In 2010, the California Division of Labor Standards Enforcement (“DLSE”) recognized this problem and adopted the Department of Labor’s and Fair Labor Standards Act’s six-factor test for determining if an internship should be paid. The objective was to ensure that companies provide a meaningful learning experience for their interns. The analysis assumes that interns are employees and must be paid minimum wage and overtime unless the following factors are established:

  • The training, even though it includes actual operation of the employer’s facilities, is similar to that which would be given in a vocational school; AND
  • The training is for the benefit of the trainees or students; AND
  • The trainees or students do not displace regular employees, but work under their close observation; AND
  • The employer derives no immediate advantage from the activities of trainees or students, and on an occasion, the employer’s operations may be impeded; AND
  • The trainees or students are not necessarily entitled to a job at the conclusion of the training period; AND
  • The employer and the trainees or students understand that the trainees or students are not entitled to wages for the time spent in training.
  • (DLSE Opinion Letter 2010-04-07).

If a putative intern’s position does not pass any one of the above tests, they must be legally considered an employee. They must be paid at least minimum wage, be compensated for overtime, and receive meal and rest breaks. For a further explanation of the laws which protect employees in California, please see our guide on exempt employees

State vs. Federal Standards

Currently, California courts utilize the tests defined by the federal Department of Labor in determining whether or not a position qualifies as a legal unpaid internship. California’s Division of Labor Standards Enforcement (DLSE) officially adopted the standard in an Opinion Letter published in 2010.

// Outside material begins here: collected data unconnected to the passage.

use std::fmt;

/// Which kind of control-plane record a request was about.
#[derive(Debug, Clone, Copy, PartialEq, Eq, Hash)]
pub enum Resource {
    Process,
    ConnectionInfo,
    Lobby,
}

impl fmt::Display for Resource {
    fn fmt(&self, f: &mut fmt::Formatter<'_>) -> fmt::Result {
        match self {
            Self::Process => write!(f, "process"),
            Self::ConnectionInfo => write!(f, "connection info"),
            Self::Lobby => write!(f, "lobby"),
        }
    }
}

/// Errors returned by a [`ControlPlane`](crate::ControlPlane).
///
/// `Clone` so one failed resolution can be handed to every caller that
/// was waiting on it.
#[derive(Debug, Clone, PartialEq, Eq, thiserror::Error)]
pub enum ControlPlaneError {
    /// The record does not exist (HTTP 404).
    #[error("{resource} {id} not found")]
    NotFound { resource: Resource, id: String },

    /// The control plane rejected our credentials (HTTP 401/403).
    #[error("unauthorized")]
    Unauthorized,

    /// The request could not be completed (network, 5xx, timeout).
    #[error("request failed: {0}")]
    Request(String),

    /// The response arrived but could not be understood.
    #[error("malformed response: {0}")]
    Malformed(String),
}

impl ControlPlaneError {
    pub fn not_found(resource: Resource, id: impl fmt::Display) -> Self {
        Self::NotFound {
            resource,
            id: id.to_string(),
        }
    }

    /// Returns `true` for the "does not exist" outcome, which callers often
    /// treat as an expected absence rather than a fault.
    pub fn is_not_found(&self) -> bool {
        matches!(self, Self::NotFound { .. })
    }
}
//! Latest resolved server context plus change notification.

use std::fmt;
use std::sync::atomic::{AtomicU64, Ordering};
use std::sync::{Arc, Mutex, MutexGuard, PoisonError, RwLock};
use std::time::Duration;

use hathora_model::ServerContext;
use tokio::time::Instant;
use tracing::{debug, warn};

use crate::{CacheConfig, DeployEnv};

/// Handle returned by [`ContextCache::subscribe`].
#[derive(Debug, Clone, Copy, PartialEq, Eq, Hash)]
pub struct SubscriptionId(u64);

type Subscriber = Arc<dyn Fn(&Arc<ServerContext>) + Send + Sync>;

/// Holds the most recent successful resolution.
///
/// Last write wins. Readers see the previous value until a new one is
/// published. Subscribers are called synchronously on the publishing task,
/// after the new value is visible, and never with any lock held; a
/// subscriber may call back into the cache. Late subscribers get no
/// replay; use [`current`](Self::current) for that.
pub struct ContextCache {
    deployed: bool,
    config: CacheConfig,
    slot: RwLock<Option<Arc<ServerContext>>>,
    subscribers: Mutex<Vec<(SubscriptionId, Subscriber)>>,
    next_id: AtomicU64,
}

impl ContextCache {
    /// `deployed` is whether a process id exists to resolve. A cache for
    /// a non-deployed process never waits.
    pub fn new(deployed: bool, config: CacheConfig) -> Self {
        Self {
            deployed,
            config,
            slot: RwLock::new(None),
            subscribers: Mutex::new(Vec::new()),
            next_id: AtomicU64::new(0),
        }
    }

    pub fn for_env(env: &DeployEnv, config: CacheConfig) -> Self {
        Self::new(env.is_deployed(), config)
    }

    /// The cached context, without waiting.
    pub fn current(&self) -> Option<Arc<ServerContext>> {
        self.slot
            .read()
            .unwrap_or_else(PoisonError::into_inner)
            .clone()
    }

    /// Returns the cached context, waiting up to `timeout` for a first
    /// resolution to land.
    ///
    /// Returns `None` at once when not deployed. A `None` after waiting
    /// means no resolution finished in time, which is logged.
    pub async fn get_cached(&self, timeout: Duration) -> Option<Arc<ServerContext>> {
        if !self.deployed {
            return None;
        }
        if let Some(ctx) = self.current() {
            return Some(ctx);
        }

        let interval = self.config.poll_interval.max(Duration::from_millis(1));
        let deadline = Instant::now() + timeout;
        loop {
            let now = Instant::now();
            if now >= deadline {
                warn!(?timeout, "timed out waiting for a resolved server context");
                return None;
            }
            tokio::time::sleep(interval.min(deadline - now)).await;
            if let Some(ctx) = self.current() {
                return Some(ctx);
            }
        }
    }

    /// [`get_cached`](Self::get_cached) with the configured wait timeout.
    pub async fn get_cached_default(&self) -> Option<Arc<ServerContext>> {
        self.get_cached(self.config.wait_timeout).await
    }

    /// Stores `ctx` and notifies every current subscriber.
    pub fn publish(&self, ctx: Arc<ServerContext>) {
        *self.slot.write().unwrap_or_else(PoisonError::into_inner) = Some(Arc::clone(&ctx));

        let subscribers: Vec<Subscriber> = self
            .subscribers()
            .iter()
            .map(|(_, f)| Arc::clone(f))
            .collect();
        debug!(
            process_id = %ctx.process_id_source,
            subscribers = subscribers.len(),
            "server context published"
        );
        for subscriber in subscribers {
            subscriber(&ctx);
        }
    }

    /// Registers `f` to be called on every later publish.
    pub fn subscribe<F>(&self, f: F) -> SubscriptionId
    where
        F: Fn(&Arc<ServerContext>) + Send + Sync + 'static,
    {
        let id = SubscriptionId(self.next_id.fetch_add(1, Ordering::Relaxed));
        self.subscribers().push((id, Arc::new(f)));
        id
    }

    /// Returns `true` if `id` was subscribed.
    pub fn unsubscribe(&self, id: SubscriptionId) -> bool {
        let mut subscribers = self.subscribers();
        let before = subscribers.len();
        subscribers.retain(|(sid, _)| *sid != id);
        subscribers.len() != before
    }

    pub fn clear_subscribers(&self) {
        self.subscribers().clear();
    }

    pub fn subscriber_count(&self) -> usize {
        self.subscribers().len()
    }

    fn subscribers(&self) -> MutexGuard<'_, Vec<(SubscriptionId, Subscriber)>> {
        self.subscribers
            .lock()
            .unwrap_or_else(PoisonError::into_inner)
    }
}

impl fmt::Debug for ContextCache {
    fn fmt(&self, f: &mut fmt::Formatter<'_>) -> fmt::Result {
        f.debug_struct("ContextCache")
            .field("deployed", &self.deployed)
            .field("config", &self.config)
            .field("cached", &self.current().is_some())
            .field("subscribers", &self.subscriber_count())
            .finish()
    }
}

#[cfg(test)]
mod tests {
    use std::sync::atomic::AtomicUsize;

    use hathora_model::{
        ConnectionInfo, ProcessId, ProcessInfo, ProcessStatus, Region, RoomContext, RoomId,
        RoomInfo,
    };

    use super::*;

    fn context(pid: &str) -> Arc<ServerContext> {
        Arc::new(ServerContext::new(
            ProcessId::new(pid),
            ProcessInfo {
                process_id: ProcessId::new(pid),
                status: ProcessStatus::Active,
                region: Region::Chicago,
                exposed_port: None,
                additional_exposed_ports: Vec::new(),
            },
            vec![RoomInfo::active("r-1")],
            RoomContext::new(
                RoomInfo::active("r-1"),
                Some(ConnectionInfo::active(RoomId::new("r-1"), "1.2.3.4", 7777)),
                None,
            ),
        ))
    }

    #[tokio::test(start_paused = true)]
    async fn test_not_deployed_returns_none_immediately() {
        let cache = ContextCache::new(false, CacheConfig::default());
        let start = Instant::now();
        assert!(cache.get_cached(Duration::from_secs(10)).await.is_none());
        assert_eq!(start.elapsed(), Duration::ZERO);
    }

    #[tokio::test(start_paused = true)]
    async fn test_cached_value_returns_immediately() {
        let cache = ContextCache::new(true, CacheConfig::default());
        cache.publish(context("p-1"));
        let start = Instant::now();
        let got = cache.get_cached(Duration::from_secs(10)).await.unwrap();
        assert_eq!(got.process_id_source, ProcessId::new("p-1"));
        assert_eq!(start.elapsed(), Duration::ZERO);
    }

    #[test]
    fn test_last_write_wins() {
        let cache = ContextCache::new(true, CacheConfig::default());
        cache.publish(context("p-1"));
        cache.publish(context("p-2"));
        assert_eq!(
            cache.current().unwrap().process_id_source,
            ProcessId::new("p-2")
        );
    }

    #[test]
    fn test_unsubscribe_stops_notifications() {
        let cache = ContextCache::new(true, CacheConfig::default());
        let hits = Arc::new(AtomicUsize::new(0));
        let h = Arc::clone(&hits);
        let id = cache.subscribe(move |_| {
            h.fetch_add(1, Ordering::SeqCst);
        });

        cache.publish(context("p-1"));
        assert!(cache.unsubscribe(id));
        assert!(!cache.unsubscribe(id));
        cache.publish(context("p-1"));
        assert_eq!(hits.load(Ordering::SeqCst), 1);
    }

    #[test]
    fn test_subscriber_sees_new_value_and_may_reenter() {
        let cache = Arc::new(ContextCache::new(true, CacheConfig::default()));
        let seen = Arc::new(Mutex::new(None));
        let (c, s) = (Arc::clone(&cache), Arc::clone(&seen));
        cache.subscribe(move |ctx| {
            let current = c.current().map(|cur| Arc::ptr_eq(&cur, ctx));
            *s.lock().unwrap() = current;
        });
        cache.publish(context("p-1"));
        assert_eq!(*seen.lock().unwrap(), Some(true));
    }

    #[test]
    fn test_clear_subscribers() {
        let cache = ContextCache::new(true, CacheConfig::default());
        cache.subscribe(|_| {});
        cache.subscribe(|_| {});
        assert_eq!(cache.subscriber_count(), 2);
        cache.clear_subscribers();
        assert_eq!(cache.subscriber_count(), 0);
    }
}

It is important to note that, prior to 2010, the DLSE utilized a set of eleven tests, the six defined by the Department of Labor plus five additional tests unique to California. While the five additional tests are no longer an official part of California’s laws regarding unpaid internships, they may still be utilized by courts as part of a close examination of an individual intern position. For this reason, the five pre-2010 standards have also been enumerated in this article.

Applying the Tests

As with employee exemptions such as the professional, administrative, outside salesperson, and computer professional, the tests used to determine the legality of internships are qualitative. They focus primarily on the actual duties performed by the intern/trainee, rather than the job description provided by the employer. The six standards are explained in detail below.

“The training…is similar to that which would be given in a vocational school”

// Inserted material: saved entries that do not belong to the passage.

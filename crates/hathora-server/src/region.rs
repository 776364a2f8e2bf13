//! Mapping between Hathora regions and session-network regions.
//!
//! The session network has coarser regions than Hathora. Several Hathora
//! regions share one session region, so the mapping is lossy: going
//! Hathora → session → Hathora picks a canonical region per session code.

use std::fmt;
use std::str::FromStr;

use hathora_model::Region;
use serde::{Deserialize, Serialize};

/// A session-network region code.
#[derive(Debug, Clone, Copy, PartialEq, Eq, Hash, Serialize, Deserialize)]
#[serde(rename_all = "lowercase")]
pub enum SessionRegion {
    Us,
    Usw,
    Eu,
    In,
    Asia,
    Jp,
    Sa,
    Kr,
}

impl SessionRegion {
    pub const ALL: [Self; 8] = [
        Self::Us,
        Self::Usw,
        Self::Eu,
        Self::In,
        Self::Asia,
        Self::Jp,
        Self::Sa,
        Self::Kr,
    ];

    pub fn code(&self) -> &'static str {
        match self {
            Self::Us => "us",
            Self::Usw => "usw",
            Self::Eu => "eu",
            Self::In => "in",
            Self::Asia => "asia",
            Self::Jp => "jp",
            Self::Sa => "sa",
            Self::Kr => "kr",
        }
    }

    /// The session region a server in `region` joins.
    pub fn from_hathora(region: Region) -> Self {
        match region {
            Region::Seattle | Region::LosAngeles => Self::Usw,
            Region::WashingtonDC | Region::Chicago => Self::Us,
            Region::London | Region::Frankfurt => Self::Eu,
            Region::Mumbai => Self::In,
            Region::Singapore => Self::Asia,
            Region::Tokyo | Region::Sydney => Self::Jp,
            Region::SaoPaulo => Self::Sa,
        }
    }

    /// The Hathora region to deploy into for players in this session
    /// region. `kr` has no Hathora region of its own and uses Tokyo.
    pub fn to_hathora(self) -> Region {
        match self {
            Self::Us => Region::WashingtonDC,
            Self::Usw => Region::Seattle,
            Self::Eu => Region::Frankfurt,
            Self::In => Region::Mumbai,
            Self::Asia => Region::Singapore,
            Self::Jp | Self::Kr => Region::Tokyo,
            Self::Sa => Region::SaoPaulo,
        }
    }
}

impl From<Region> for SessionRegion {
    fn from(region: Region) -> Self {
        Self::from_hathora(region)
    }
}

impl fmt::Display for SessionRegion {
    fn fmt(&self, f: &mut fmt::Formatter<'_>) -> fmt::Result {
        f.write_str(self.code())
    }
}

/// Returned when a session region code is not recognised.
#[derive(Debug, Clone, PartialEq, Eq, thiserror::Error)]
#[error("unknown session region: {0}")]
pub struct UnknownSessionRegion(pub String);

impl FromStr for SessionRegion {
    type Err = UnknownSessionRegion;

    /// Case-insensitive, since session settings store codes lowercased.
    fn from_str(s: &str) -> Result<Self, Self::Err> {
        let lower = s.trim().to_ascii_lowercase();
        Self::ALL
            .into_iter()
            .find(|r| r.code() == lower)
            .ok_or_else(|| UnknownSessionRegion(s.to_string()))
    }
}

This ensures that the intern is performing duties from which they will learn essential skills related to fields they are pursuing or wish to pursue. The 1947 federal case which first established the “trainee” vs. “employee” distinction, Walling v. Portland Terminal Co., described valid legal “training” tasks as providing hands-on experience not always obtainable in a classroom. (In Walling’s example, trainees learned the operation of machinery in a railyard).

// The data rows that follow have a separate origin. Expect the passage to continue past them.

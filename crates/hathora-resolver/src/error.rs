//! Error types for the resolver layer.

use hathora_control::{ControlPlaneError, Operation};
use hathora_model::{ContextDefect, ProcessId, RoomId};

/// Whether a failure came from talking to the platform or from what it
/// answered.
#[derive(Debug, Clone, Copy, PartialEq, Eq)]
pub enum ErrorKind {
    /// A fetch failed or returned nothing usable.
    Remote,
    /// Every fetch succeeded but the combined answer is inconsistent.
    Validation,
}

/// Errors that end a resolution.
///
/// Expected outcomes (not deployed, process stopped, lobby absent when not
/// required, cancellation) are not errors; see
/// [`Resolution`](crate::Resolution).
#[derive(Debug, Clone, thiserror::Error)]
pub enum ResolveError {
    /// The control plane does not know the process, or returned one
    /// without an id.
    #[error("process {0} not found")]
    NoProcess(ProcessId),

    /// The process exists but has no active rooms.
    #[error("process {0} has no active rooms")]
    NoActiveRooms(ProcessId),

    /// Polling ended without the room's connection info becoming active.
    #[error("room {0} has no active connection info")]
    NoConnectionInfo(RoomId),

    /// A lobby was required but could not be fetched. `source` is
    /// `NotFound` when the room simply has no lobby.
    #[error("lobby required for room {room_id}: {source}")]
    LobbyRequired {
        room_id: RoomId,
        #[source]
        source: ControlPlaneError,
    },

    /// A control-plane request failed unexpectedly.
    #[error("{op} failed for {id}: {source}")]
    Remote {
        op: Operation,
        id: String,
        #[source]
        source: ControlPlaneError,
    },

    /// All fetches succeeded but the server context failed validation.
    #[error("server context for process {process_id} room {room_id} is invalid: {defect}")]
    InvalidContext {
        process_id: ProcessId,
        room_id: RoomId,
        defect: ContextDefect,
    },
}

impl ResolveError {
    pub fn kind(&self) -> ErrorKind {
        match self {
            Self::InvalidContext { .. } => ErrorKind::Validation,
            _ => ErrorKind::Remote,
        }
    }

    /// The room the failure relates to, when there is one. Covers remote
    /// failures of room-scoped operations too.
    pub fn room_id(&self) -> Option<&str> {
        match self {
            Self::NoConnectionInfo(room_id)
            | Self::LobbyRequired { room_id, .. }
            | Self::InvalidContext { room_id, .. } => Some(room_id.as_str()),
            Self::Remote {
                op: Operation::GetConnectionInfo | Operation::GetLobbyInfo,
                id,
                ..
            } => Some(id.as_str()),
            _ => None,
        }
    }
}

Tasks which do not qualify as valid for “trainees” include routine, everyday duties such as photocopying, making coffee, ordering meals for executives, or sorting paperwork. “Interns” performing these tasks were judged by the courts in Glatt v. Fox Searchlight Pictures, to not be obtaining skills relevant to any field of employment.

“The training is for the benefit of the trainees”

Trainees/interns should receive benefits from their time working with the employer. They should gain skills which can be put on a resume and used to obtain future jobs in that field. They will likely come away from their internship more proficient with machinery, software, techniques, and practices used in their field of study.

This standard requires employers to clearly state what benefits their interns will receive when advertising the position. Vaguely defined terms such as “experience” or “resume building” are not acceptable; the employer should state concretely what skills the trainee will gain.

“The trainees do not displace regular employees, but work under close observation”

Trainees or interns should not be performing unsupervised work during their time in the position. That a trainee can perform a task unsupervised is often an indication that it is routine, menial, and/or does not meet the first test as described above.

In the Glatt example above, the “interns” were found to be displacing existing employees, as tasks such as making coffee and ordering catering were traditionally provided by paid assistants. In Walling, the rail yard trainees observed and assisted existing operatives with their work, and were not found to be displacing employees in any way.

The employer that provides the training derives no immediate advantage from the activities of the trainees, and on occasion, its operations may actually be impeded.

This test ensures that employers cannot use interns as free labor, as was determined to be occurring in Glatt. Examples of benefits an employer may receive from an illegal unpaid internship include: being able to hire less employees, saving money on incidental costs (ex: having an “intern” pick up meals rather than paying for delivery) and forcing the “interns” to perform personal tasks such as dry cleaning an executive’s suit jacket.

It is important to note that this test is not a question of “who benefits more.” Benefits obtained by employers such as those discussed above are not canceled out if the intern also benefits. The employer should not benefit in any way from the presence of the trainee.

A legal unpaid trainee situation often requires sacrifice on the part of the employer – most usually in the form of time spent supervising and teaching the trainee.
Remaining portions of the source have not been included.